After listening for a moment to the newcomer and Adams, Barbara took Deston by the arm and led him away. "Just a little bit of that gibberish is a bountiful sufficiency, husband mine. So I think we'd better take Captain French's advice, don't you?"
Since there was only one star in Jones' "Confusion" (by the book, "Volume of Uncertainty") finding the Procyon was no problem at all. High Brass came in quantity and the entire story—except for one bit of biology—was told. Two huge subspace-going machine shops also came, and a thousand mechanics, who worked on the crippled liner for almost three weeks.
Then the Procyon started back for Earth under her own subspace drive, under the command of Captain Theodore Jones. His first, last, and only subspace command, of course, since he was now a married man. Deston had wanted to resign while still a First Officer, but his superiors would not accept his resignation until his promotion "for outstanding services" came through.
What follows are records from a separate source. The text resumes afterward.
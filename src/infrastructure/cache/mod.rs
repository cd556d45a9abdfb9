//! Cache infrastructure - Embedding cache implementations

mod file;

pub use file::FileEmbeddingCache;
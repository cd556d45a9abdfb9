//! Cache command - inspect or clear the embedding cache

use anyhow::bail;
use clap::Subcommand;
use serde_json::json;
use tracing::info;

use crate::config::AppConfig;
use crate::domain::cache::EmbeddingCache;

#[derive(Subcommand, Clone, Debug)]
pub enum CacheCommand {
    /// Show entry count and on-disk size
    Info,

    /// Delete every cached embedding
    Clear {
        /// Confirm deletion
        #[arg(long)]
        yes: bool,
    },
}

/// Run a cache subcommand
pub async fn run(command: CacheCommand, config: &AppConfig) -> anyhow::Result<()> {
    let cache = crate::create_embedding_cache(&config.embedding)?;

    match command {
        CacheCommand::Info => super::print_json(&cache.info().await?),
        CacheCommand::Clear { yes } => {
            if !yes {
                bail!("Refusing to clear {} without --yes", cache.cache_dir().display());
            }

            let removed = cache.clear().await?;
            info!(removed, "Embedding cache cleared");
            super::print_json(&json!({ "removed": removed }))
        }
    }
}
Thus, Ex-Captain Carlyle Deston and his wife were dead-heading, not quite back to Earth, but to the transfer-point for the planet Newmars.
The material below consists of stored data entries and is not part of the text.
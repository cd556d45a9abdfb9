//! Cache entry and statistics types

use std::path::PathBuf;

use serde::Serialize;

use super::CacheKey;
use crate::domain::embedding::Vector;

/// Free-form metadata stored alongside a cached vector
pub type Metadata = serde_json::Map<String, serde_json::Value>;

/// A previously computed vector for one text
#[derive(Debug, Clone, PartialEq)]
pub struct CacheEntry {
    pub key: CacheKey,
    pub embedding: Vector,
    pub metadata: Metadata,
}

impl CacheEntry {
    pub fn new(key: CacheKey, embedding: Vector, metadata: Metadata) -> Self {
        Self {
            key,
            embedding,
            metadata,
        }
    }
}

/// Cache statistics
#[derive(Debug, Clone, PartialEq, Eq, Serialize)]
pub struct CacheInfo {
    pub entry_count: usize,
    pub total_size_bytes: u64,
    pub cache_dir: PathBuf,
}
//! Embedding provider domain models and traits

mod provider;
mod request;
mod response;

pub use provider::EmbeddingProvider;
pub use request::EmbeddingRequest;
pub use response::{cosine_similarity, Embedding, EmbeddingResponse, EmbeddingUsage, Vector};

#[cfg(test)]
pub use provider::mock::MockEmbeddingProvider;
//! Project Memory
//!
//! Long-term semantic memory for AI agents, built on:
//! - A content-addressed on-disk embedding cache
//! - A cache-aware embedding router with batch lookups
//! - Memory write and search over a Weaviate-compatible vector store

pub mod cli;
pub mod config;
pub mod domain;
pub mod infrastructure;

pub use crate::config::AppConfig;

use std::sync::Arc;
use std::time::Duration;

use crate::config::{EmbeddingSettings, VectorStoreBackend, VectorStoreSettings};
use crate::domain::memory::VectorStore;
use crate::infrastructure::{
    cache::FileEmbeddingCache,
    embedding::OpenAiEmbeddingProvider,
    http_client::HttpClient,
    services::{EmbeddingRouter, MemoryService},
    vector_store::{InMemoryVectorStore, WeaviateVectorStore},
};

/// Open the embedding cache directory, creating it if needed
pub fn create_embedding_cache(
    settings: &EmbeddingSettings,
) -> anyhow::Result<Arc<FileEmbeddingCache>> {
    Ok(Arc::new(FileEmbeddingCache::new(settings.cache_dir.clone())?))
}

/// Build the embedding router backed by the file cache and the OpenAI API
pub fn create_router(config: &AppConfig) -> anyhow::Result<Arc<EmbeddingRouter>> {
    let settings = &config.embedding;
    let api_key = settings.resolve_api_key()?;

    let client = HttpClient::with_timeout(Duration::from_secs(settings.timeout_secs))?;
    let provider =
        OpenAiEmbeddingProvider::with_base_url(client, api_key, settings.base_url.clone());
    let cache = create_embedding_cache(settings)?;

    tracing::debug!(
        model = %settings.model,
        cache_dir = %settings.cache_dir.display(),
        "Embedding router ready"
    );

    Ok(Arc::new(EmbeddingRouter::new(
        settings.model.clone(),
        cache,
        Arc::new(provider),
    )))
}

/// Build the vector store selected by `vector_store.backend`
pub fn create_vector_store(
    settings: &VectorStoreSettings,
) -> anyhow::Result<Arc<dyn VectorStore>> {
    let store: Arc<dyn VectorStore> = match settings.backend {
        VectorStoreBackend::Weaviate => {
            let client = HttpClient::with_timeout(Duration::from_secs(settings.timeout_secs))?;
            Arc::new(WeaviateVectorStore::new(client, settings.url.clone()))
        }
        VectorStoreBackend::Memory => Arc::new(InMemoryVectorStore::new()),
    };

    Ok(store)
}

/// Build the memory service on top of an existing router
pub fn create_memory_service(
    config: &AppConfig,
    router: Arc<EmbeddingRouter>,
) -> anyhow::Result<MemoryService> {
    let store = create_vector_store(&config.vector_store)?;

    Ok(MemoryService::new(
        router,
        store,
        config.vector_store.class_name.clone(),
    ))
}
"Theodore Warner Deston is going to be born on Newmars, where he should be," Barbara had said, and Deston had agreed.
"But suppose she's Theodora?" Bernice had twitted her.
"Uh-uh," Barbara had said, calmly. "I just know he's Theodore."
"Uh-huh, I know." Bernice had nodded her spectacular head. "And we wanted a girl, so she is. Barbara Bernice Jones, her name is. A living doll."
Although both pregnancies were well advanced, neither was very near full term. Thus it was clear that both periods of gestation were going to be well over a year in length; but none of the five persons who knew it so much as mentioned the fact. To Adams it was only one tiny datum in an incredibly huge and complex mathematical structure. The parents did not want to be pilloried as crackpots, as publicity-seeking liars, or as being unable to count; and they knew that nobody would believe them if they told the truth; even—or especially?—no medical doctor. The more any doctor knew about gynecology and obstetrics, in fact, the less he would believe any such story as theirs.
Of what use is it to pit such puny and trivial things as facts against rock-ribbed, iron-bound, entrenched AUTHORITY?